Matthew (archbishop of Capua)
Matthew (died 1199) was the Archbishop of Capua from 1183, when he succeeded Alfanus of Camerota. He supported the claim to the Sicilian kingdom of Constance and her husband, the Emperor Henry VI, against that of the reigning monarch, Tancred of Lecce. Under Henry, he became a royal advisor and imperial familiaris (courtier) at the court in Palermo.
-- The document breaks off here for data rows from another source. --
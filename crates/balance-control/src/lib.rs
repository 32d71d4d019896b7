// ─────────────────────────────────────────────────────────────────────
// SCPN Balance Sim — Balance Control
// © 1998–2026 Miroslav Šotek. All rights reserved.
// Contact: www.anulum.li | protoscience@anulum.li
// ORCID: https://orcid.org/0009-0009-3560-0851
// License: GNU AGPL v3 | Commercial licensing available
// ─────────────────────────────────────────────────────────────────────
//! Closed-loop control of a two-wheeled inverted pendulum.
//!
//! Linearized model, structural checks, LQR synthesis, sensor and actuator
//! models, Euler simulation loop, and the three balancing scenarios.

pub mod actuator;
pub mod checker;
pub mod lqr;
pub mod model;
pub mod scenarios;
pub mod sensor;
pub mod simulation;
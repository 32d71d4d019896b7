// ─────────────────────────────────────────────────────────────────────
// SCPN Balance Sim — Property-Based Tests (proptest) for balance-types
// © 1998–2026 Miroslav Šotek. All rights reserved.
// Contact: www.anulum.li | protoscience@anulum.li
// ORCID: https://orcid.org/0009-0009-3560-0851
// License: GNU AGPL v3 | Commercial licensing available
// ─────────────────────────────────────────────────────────────────────
//! Property-based tests for balance-types using proptest.
//!
//! Covers: derived body inertia, payload copies, trace alignment,
//! sweep grid coverage.

use balance_types::config::MassSweepConfig;
use balance_types::params::PhysicalParameters;
use balance_types::state::{SimulationTrace, StateVector};
use proptest::prelude::*;

// ── PhysicalParameters Invariants ────────────────────────────────────

proptest! {
    /// Inertia always tracks mass and length.
    #[test]
    fn inertia_follows_mass(mass in 0.1f64..50.0, length in 0.05f64..2.0) {
        let p = PhysicalParameters {
            body_mass: mass,
            pendulum_length: length,
            ..PhysicalParameters::default()
        };
        let expected = mass * length * length / 3.0;
        prop_assert!((p.body_inertia() - expected).abs() < 1e-12 * expected.max(1.0));
    }

    /// Payload copies never touch the base value.
    #[test]
    fn payload_copy_leaves_base(extra in 0.0f64..20.0) {
        let base = PhysicalParameters::default();
        let snapshot = base;
        let loaded = base.with_payload(extra);
        prop_assert_eq!(base, snapshot);
        prop_assert!((loaded.body_mass - (base.body_mass + extra)).abs() < 1e-12);
        prop_assert!(loaded.body_inertia() >= base.body_inertia());
    }
}

// ── SimulationTrace Invariants ───────────────────────────────────────

proptest! {
    /// All five series have the same length and preserve insertion order.
    #[test]
    fn trace_series_aligned(samples in prop::collection::vec(-10.0f64..10.0, 0..64)) {
        let mut trace = SimulationTrace::new();
        for (i, v) in samples.iter().enumerate() {
            trace.push(i as f64 * 0.01, &StateVector::new(*v, -v, 0.5 * v, 2.0 * v));
        }
        prop_assert_eq!(trace.len(), samples.len());
        prop_assert_eq!(trace.position().len(), samples.len());
        prop_assert_eq!(trace.velocity().len(), samples.len());
        prop_assert_eq!(trace.angle().len(), samples.len());
        prop_assert_eq!(trace.angular_velocity().len(), samples.len());
        for i in 1..trace.len() {
            prop_assert!(trace.time()[i] > trace.time()[i - 1]);
        }
        for (i, (_, x)) in trace.samples().enumerate() {
            prop_assert_eq!(x.position(), samples[i]);
        }
    }
}

// ── Mass Sweep Grid ──────────────────────────────────────────────────

proptest! {
    /// Sweep stays inside [low, high] and is evenly spaced.
    #[test]
    fn sweep_within_bounds(low in 0.0f64..5.0, span in 0.0f64..10.0, step in 0.25f64..2.0) {
        let sweep = MassSweepConfig { low, high: low + span, step, retune_per_payload: false };
        let masses = sweep.extra_masses().unwrap();
        prop_assert!(!masses.is_empty());
        prop_assert!((masses[0] - low).abs() < 1e-12);
        for m in &masses {
            prop_assert!(*m <= low + span + 1e-6);
        }
        for w in masses.windows(2) {
            prop_assert!((w[1] - w[0] - step).abs() < 1e-9);
        }
        prop_assert!(masses[masses.len() - 1] + step > low + span - 1e-6);
    }
}
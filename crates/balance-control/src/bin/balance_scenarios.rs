//! Run the three balancing scenarios and log a summary of every trace.
//!
//! Usage:
//! cargo run --bin balance-scenarios -- --config configs/balancebot.json
//! cargo run --bin balance-scenarios -- --seed 42 --runtime 5

use balance_control::scenarios::{ScenarioRunner, TraceSink};
use balance_types::config::ExperimentConfig;
use balance_types::error::BalanceResult;
use balance_types::state::LabeledTrace;
use clap::Parser;
use tracing::{info, warn, Level};
use tracing_subscriber::FmtSubscriber;

#[derive(Parser)]
#[command(name = "balance-scenarios")]
#[command(version, about = "LQR balancing experiments for a two-wheeled robot", long_about = None)]
struct Cli {
    /// Experiment configuration (JSON). Built-in defaults when omitted.
    #[arg(short, long)]
    config: Option<String>,

    /// Seed for the tilt sensor noise
    #[arg(long)]
    seed: Option<u64>,

    /// Ideal sensor: no noise, no filtering
    #[arg(long)]
    no_noise: bool,

    /// Simulated time per run [s]
    #[arg(long)]
    runtime: Option<f64>,

    /// Integration step [s]
    #[arg(long)]
    dt: Option<f64>,

    /// Log model matrices, poles and per-run diagnostics
    #[arg(short, long)]
    verbose: bool,
}

/// Logs one line per run instead of plotting.
struct LoggingSink;

impl TraceSink for LoggingSink {
    fn present(&mut self, title: &str, runs: &[LabeledTrace]) -> BalanceResult<()> {
        info!("=== {} ===", title);
        for run in runs {
            let trace = &run.trace;
            if let Some(idx) = trace.first_non_finite() {
                warn!(
                    "{}: non-finite state at t = {:.3}s",
                    run.label,
                    trace.time()[idx]
                );
                continue;
            }
            let final_tilt = trace.final_state().map_or(0.0, |x| x.tilt());
            info!(
                "{}: {} samples, peak |θ| = {:.3}°, final θ = {:.4}°",
                run.label,
                trace.len(),
                trace.peak_abs_angle().to_degrees(),
                final_tilt.to_degrees()
            );
        }
        Ok(())
    }
}

fn main() -> Result<(), Box<dyn std::error::Error>> {
    let cli = Cli::parse();

    let level = if cli.verbose { Level::DEBUG } else { Level::INFO };
    let subscriber = FmtSubscriber::builder().with_max_level(level).finish();
    tracing::subscriber::set_global_default(subscriber)
        .expect("setting default subscriber failed");

    let mut config = match &cli.config {
        Some(path) => ExperimentConfig::from_file(path)?,
        None => ExperimentConfig::default(),
    };
    if let Some(seed) = cli.seed {
        config.sensor.seed = Some(seed);
    }
    if cli.no_noise {
        config.sensor.enabled = false;
    }
    if let Some(runtime) = cli.runtime {
        config.timing.runtime = runtime;
    }
    if let Some(dt) = cli.dt {
        config.timing.dt = dt;
    }

    let runner = ScenarioRunner::from_config(&config)?;
    info!(
        body_mass = runner.params().body_mass,
        u_max = config.u_max(),
        runtime = config.timing.runtime,
        dt = config.timing.dt,
        "starting balance scenarios"
    );
    runner.run_all(config.timing.runtime, config.timing.dt, &mut LoggingSink)?;
    Ok(())
}
// ─────────────────────────────────────────────────────────────────────
// SCPN Balance Sim — Riccati
// © 1998–2026 Miroslav Šotek. All rights reserved.
// Contact: www.anulum.li | protoscience@anulum.li
// ORCID: https://orcid.org/0009-0009-3560-0851
// License: GNU AGPL v3 | Commercial licensing available
// ─────────────────────────────────────────────────────────────────────
//! Continuous-time algebraic Riccati equation.
//!
//! Solves `AᵀP + PA − P·B·R⁻¹·Bᵀ·P + Q = 0` for the stabilizing `P` via the
//! matrix sign function of the Hamiltonian
//!
//! ```text
//! H = [  A   −B·R⁻¹·Bᵀ ]
//!     [ −Q       −Aᵀ   ]
//! ```
//!
//! `sign(H)` is −1 on the stable invariant subspace `span[I; P]`, so `P`
//! follows from `[W₁₂; W₂₂ + I]·P = −[W₁₁ + I; W₂₁]`.

use crate::linalg::{invert, invert_with_det, lstsq, norm_l1, vstack};
use balance_types::error::{BalanceError, BalanceResult};
use ndarray::{s, Array2};

/// Sign iteration limit. Typically converges in under 10.
const MAX_SIGN_ITERATIONS: usize = 100;

/// Relative change in `Z` that counts as converged.
const SIGN_TOL: f64 = 1e-12;

/// Relative Riccati residual accepted on the recovered `P`.
const RESIDUAL_TOL: f64 = 1e-6;

/// Stabilizing Riccati solution with solver diagnostics.
#[derive(Debug, Clone)]
pub struct CareSolution {
    pub p: Array2<f64>,
    pub iterations: usize,
    /// ‖AᵀP + PA − PGP + Q‖₁ / max(1, ‖Q‖₁)
    pub residual: f64,
}

/// Solve the CARE for `(A, B, Q, R)`.
///
/// `A` n×n, `B` n×m, `Q` n×n, `R` m×m. Fails when the sign iteration
/// stalls, when `H` has eigenvalues on the imaginary axis (singular
/// iterate), or when the recovered `P` does not satisfy the equation.
pub fn solve_care(
    a: &Array2<f64>,
    b: &Array2<f64>,
    q: &Array2<f64>,
    r: &Array2<f64>,
) -> BalanceResult<CareSolution> {
    let n = a.nrows();
    let m = b.ncols();
    if a.dim() != (n, n) || b.nrows() != n || q.dim() != (n, n) || r.dim() != (m, m) {
        return Err(BalanceError::LinAlg(format!(
            "CARE dimension mismatch: A {:?}, B {:?}, Q {:?}, R {:?}",
            a.dim(),
            b.dim(),
            q.dim(),
            r.dim()
        )));
    }

    let r_inv = invert(r)?;
    let g = b.dot(&r_inv).dot(&b.t());

    let mut z = Array2::<f64>::zeros((2 * n, 2 * n));
    z.slice_mut(s![..n, ..n]).assign(a);
    z.slice_mut(s![..n, n..]).assign(&(-&g));
    z.slice_mut(s![n.., ..n]).assign(&(-q));
    z.slice_mut(s![n.., n..]).assign(&(-&a.t()));

    let mut iterations = 0;
    let mut converged = false;
    while iterations < MAX_SIGN_ITERATIONS {
        iterations += 1;
        let (z_inv, det) = invert_with_det(&z).map_err(|_| BalanceError::RiccatiDiverged {
            iterations,
            residual: f64::NAN,
        })?;
        // Determinant scaling speeds up the early, far-from-converged steps.
        let mut scale = det.abs().powf(-1.0 / (2 * n) as f64);
        if !scale.is_finite() || scale <= 0.0 {
            scale = 1.0;
        }
        let next = (&z * scale + &z_inv / scale) * 0.5;
        let delta = norm_l1(&(&next - &z));
        let size = norm_l1(&next);
        z = next;
        if !size.is_finite() {
            break;
        }
        if delta <= SIGN_TOL * size {
            converged = true;
            break;
        }
    }
    if !converged {
        return Err(BalanceError::RiccatiDiverged {
            iterations,
            residual: f64::NAN,
        });
    }

    let eye = Array2::<f64>::eye(n);
    let w11 = z.slice(s![..n, ..n]).to_owned();
    let w12 = z.slice(s![..n, n..]).to_owned();
    let w21 = z.slice(s![n.., ..n]).to_owned();
    let w22 = z.slice(s![n.., n..]).to_owned();

    let lhs = vstack(&w12, &(&w22 + &eye))?;
    let rhs = -vstack(&(&w11 + &eye), &w21)?;
    let p = lstsq(&lhs, &rhs)?;
    let p = (&p + &p.t()) * 0.5;

    let residual = care_residual(a, &g, q, &p);
    if !residual.is_finite() || residual > RESIDUAL_TOL {
        return Err(BalanceError::RiccatiDiverged {
            iterations,
            residual,
        });
    }

    Ok(CareSolution {
        p,
        iterations,
        residual,
    })
}

/// Relative residual of `AᵀP + PA − PGP + Q` with `G = B·R⁻¹·Bᵀ`.
pub fn care_residual(a: &Array2<f64>, g: &Array2<f64>, q: &Array2<f64>, p: &Array2<f64>) -> f64 {
    let res = a.t().dot(p) + p.dot(a) - p.dot(g).dot(p) + q;
    norm_l1(&res) / norm_l1(q).max(1.0)
}
//! Inactivity detection and ranking
//!
//! An endpoint is inactive when it appears in the historical window but
//! recorded no hits in the recent window. Results are ranked by historical
//! traffic so the busiest silent endpoints come first.

use crate::joiner::UsageMap;
use crate::models::{InactiveEndpoint, RawSeries, ResourceSegments};
use std::cmp::Ordering;
use std::collections::BTreeSet;

/// Separator between the segments of a resource key
pub const RESOURCE_SEPARATOR: &str = "::";

/// Keys of recent series whose total hits are nonzero
pub fn recent_active_keys(recent: &[RawSeries]) -> BTreeSet<String> {
    recent
        .iter()
        .filter(|series| series.total() > 0.0)
        .map(|series| series.resource_key.clone())
        .collect()
}

/// Historical resources missing from the recent set, ranked
pub fn detect_inactive(
    historical: UsageMap,
    recent_active: &BTreeSet<String>,
) -> Vec<InactiveEndpoint> {
    let mut inactive: Vec<InactiveEndpoint> = historical
        .into_iter()
        .filter(|(key, _)| !recent_active.contains(key))
        .map(|(key, record)| InactiveEndpoint {
            segments: split_resource_name(&key),
            record,
        })
        .collect();

    inactive.sort_by(rank_order);
    inactive
}

/// Total hits descending, then resource key ascending
pub fn rank_order(a: &InactiveEndpoint, b: &InactiveEndpoint) -> Ordering {
    b.record
        .total_hits
        .total_cmp(&a.record.total_hits)
        .then_with(|| a.record.resource_key.cmp(&b.record.resource_key))
}

/// Split `Controller::Namespace::Action` style keys into three parts
pub fn split_resource_name(resource_key: &str) -> ResourceSegments {
    let parts: Vec<&str> = resource_key.split(RESOURCE_SEPARATOR).collect();
    match parts.as_slice() {
        [head, middle @ .., tail] if !middle.is_empty() => ResourceSegments {
            head: head.to_string(),
            middle: middle.join(RESOURCE_SEPARATOR),
            tail: tail.to_string(),
        },
        [head, tail] => ResourceSegments {
            head: head.to_string(),
            middle: tail.to_string(),
            tail: String::new(),
        },
        _ => ResourceSegments {
            head: resource_key.to_string(),
            ..Default::default()
        },
    }
}
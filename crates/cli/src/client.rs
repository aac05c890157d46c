//! API client for the metrics provider query endpoint

use anyhow::{Context, Result};
use async_trait::async_trait;
use audit_lib::{AuditError, Credentials, MetricsSource, QueryResponse, TimeRange};
use reqwest::Client;
use serde::de::DeserializeOwned;
use std::time::Duration;
use tracing::debug;
use url::Url;

/// Path of the timeseries query endpoint
const QUERY_PATH: &str = "api/v1/query";

/// API client for the metrics provider
pub struct ApiClient {
    client: Client,
    base_url: Url,
    credentials: Credentials,
}

impl ApiClient {
    /// Create a new API client
    pub fn new(base_url: &str, credentials: Credentials, timeout: Duration) -> Result<Self> {
        let client = Client::builder()
            .timeout(timeout)
            .build()
            .context("Failed to create HTTP client")?;

        let base_url = Url::parse(base_url).context("Invalid API URL")?;

        Ok(Self {
            client,
            base_url,
            credentials,
        })
    }

    /// Make an authenticated GET request
    pub async fn get<T: DeserializeOwned>(
        &self,
        path: &str,
        params: &[(&str, String)],
    ) -> Result<T> {
        let url = self.base_url.join(path).context("Invalid path")?;

        let response = self
            .client
            .get(url)
            .query(params)
            .header("DD-API-KEY", &self.credentials.api_key)
            .header("DD-APPLICATION-KEY", &self.credentials.app_key)
            .send()
            .await
            .context("Failed to send request")?;

        if !response.status().is_success() {
            let status = response.status();
            let body = response.text().await.unwrap_or_default();
            anyhow::bail!("API error ({}): {}", status, body);
        }

        response.json().await.context("Failed to parse response")
    }

    /// Run a timeseries query over a time range
    pub async fn query_series(&self, query: &str, range: TimeRange) -> Result<QueryResponse> {
        debug!(%query, from = range.from_secs(), to = range.to_secs(), "Querying metrics");
        let params = [
            ("from", range.from_secs().to_string()),
            ("to", range.to_secs().to_string()),
            ("query", query.to_string()),
        ];
        self.get(QUERY_PATH, &params).await
    }
}

#[async_trait]
impl MetricsSource for ApiClient {
    async fn query(&self, query: &str, range: TimeRange) -> audit_lib::Result<QueryResponse> {
        self.query_series(query, range)
            .await
            .map_err(|e| AuditError::fetch(query, format!("{:#}", e)))
    }
}

#[cfg(test)]
mod tests {
    use super::*;
    use audit_lib::AuditWindows;
    use chrono::{TimeZone, Utc};
    use mockito::Matcher;

    fn credentials() -> Credentials {
        Credentials::new(Some("api-123".into()), Some("app-456".into())).unwrap()
    }

    fn range() -> TimeRange {
        let now = Utc.timestamp_opt(1_720_000_000, 0).unwrap();
        AuditWindows::ending_at(now, 365, 90).unwrap().recent
    }

    #[tokio::test]
    async fn test_query_sends_credentials_and_range() {
        let mut server = mockito::Server::new_async().await;
        let range = range();
        let mock = server
            .mock("GET", "/api/v1/query")
            .match_header("DD-API-KEY", "api-123")
            .match_header("DD-APPLICATION-KEY", "app-456")
            .match_query(Matcher::AllOf(vec![
                Matcher::UrlEncoded("from".into(), range.from_secs().to_string()),
                Matcher::UrlEncoded("to".into(), "1720000000".into()),
                Matcher::UrlEncoded(
                    "query".into(),
                    "sum:trace.rack.request.hits{*} by {resource_name}.as_count()".into(),
                ),
            ]))
            .with_status(200)
            .with_header("content-type", "application/json")
            .with_body(
                r#"{"status":"ok","series":[{"scope":"resource_name:Home::Index","pointlist":[[1719900000000.0,3.0]]}]}"#,
            )
            .create_async()
            .await;

        let client = ApiClient::new(&server.url(), credentials(), Duration::from_secs(5)).unwrap();
        let response = client
            .query(
                "sum:trace.rack.request.hits{*} by {resource_name}.as_count()",
                range,
            )
            .await
            .unwrap();

        mock.assert_async().await;
        let series = response.into_series("resource_name");
        assert_eq!(series.len(), 1);
        assert_eq!(series[0].resource_key, "Home::Index");
    }

    #[tokio::test]
    async fn test_non_success_status_is_fetch_failure() {
        let mut server = mockito::Server::new_async().await;
        let _mock = server
            .mock("GET", "/api/v1/query")
            .match_query(Matcher::Any)
            .with_status(403)
            .with_body(r#"{"errors":["Forbidden"]}"#)
            .create_async()
            .await;

        let client = ApiClient::new(&server.url(), credentials(), Duration::from_secs(5)).unwrap();
        let err = client.query("sum:x{*}", range()).await.unwrap_err();

        match err {
            AuditError::FetchFailure { reason, .. } => {
                assert!(reason.contains("403"));
                assert!(reason.contains("Forbidden"));
            }
            other => panic!("unexpected error: {other}"),
        }
    }

    #[tokio::test]
    async fn test_invalid_body_is_fetch_failure() {
        let mut server = mockito::Server::new_async().await;
        let _mock = server
            .mock("GET", "/api/v1/query")
            .match_query(Matcher::Any)
            .with_status(200)
            .with_body("not json")
            .create_async()
            .await;

        let client = ApiClient::new(&server.url(), credentials(), Duration::from_secs(5)).unwrap();
        let result = client.query("sum:x{*}", range()).await;
        assert!(matches!(result, Err(AuditError::FetchFailure { .. })));
    }

    #[test]
    fn test_invalid_base_url() {
        assert!(ApiClient::new("not a url", credentials(), Duration::from_secs(5)).is_err());
    }
}
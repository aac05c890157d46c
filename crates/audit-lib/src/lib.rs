//! Inactive endpoint audit library
//!
//! This crate provides the analysis core for:
//! - Aggregating per-resource request series into usage statistics
//! - Classifying usage pattern and traffic trend
//! - Joining historical error counts into error rates
//! - Detecting and ranking endpoints that went silent recently

pub mod aggregator;
pub mod classifier;
pub mod detector;
pub mod error;
pub mod joiner;
pub mod models;
pub mod pipeline;
pub mod report;
pub mod series;
pub mod window;

pub use error::{AuditError, Result};
pub use models::*;
pub use pipeline::{
    analyze, run_audit, AuditConfig, AuditReport, Credentials, Dataset, MetricsSource, QuerySpec,
};
pub use report::ReportRow;
pub use series::QueryResponse;
pub use window::{AuditWindows, TimeRange};
//! Error types for the audit pipeline

use thiserror::Error;

pub type Result<T> = std::result::Result<T, AuditError>;

#[derive(Debug, Error)]
pub enum AuditError {
    /// A required credential was not provided
    #[error("missing credentials: {0} is not set")]
    MissingCredentials(&'static str),

    /// A dataset could not be retrieved
    #[error("failed to fetch {dataset}: {reason}")]
    FetchFailure { dataset: String, reason: String },

    #[error("invalid configuration: {0}")]
    InvalidConfig(String),
}

impl AuditError {
    pub fn fetch(dataset: impl Into<String>, reason: impl ToString) -> Self {
        Self::FetchFailure {
            dataset: dataset.into(),
            reason: reason.to_string(),
        }
    }
}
After the cities of Aversa and Capua briefly rebelled against Tancred in 1191, it was probably Matthew who persuaded them to surrender without a fight to Henry.[1] In 1198 Constance placed the Jewry of Capua, thitherto under royal protection, under the protection of the archbishop as a reward for Matthew's loyalty.[2] He was also praised by Henry's panegyrist, Peter of Eboli, in his Liber ad honorem Augusti ("Book Honouring the Emperor").[3]
Notes
- P. Oldfield, City and Community in Norman Italy (Oxford, 2009), 125, 230. For his account of Capua during Henry's invasion of Sicily, cf. 127–28.
- G. A. Loud, The Latin Church in Norman Italy (Cambridge, 2007), 319.
- Loud, 389, citing vv. 344–51 and 410–17.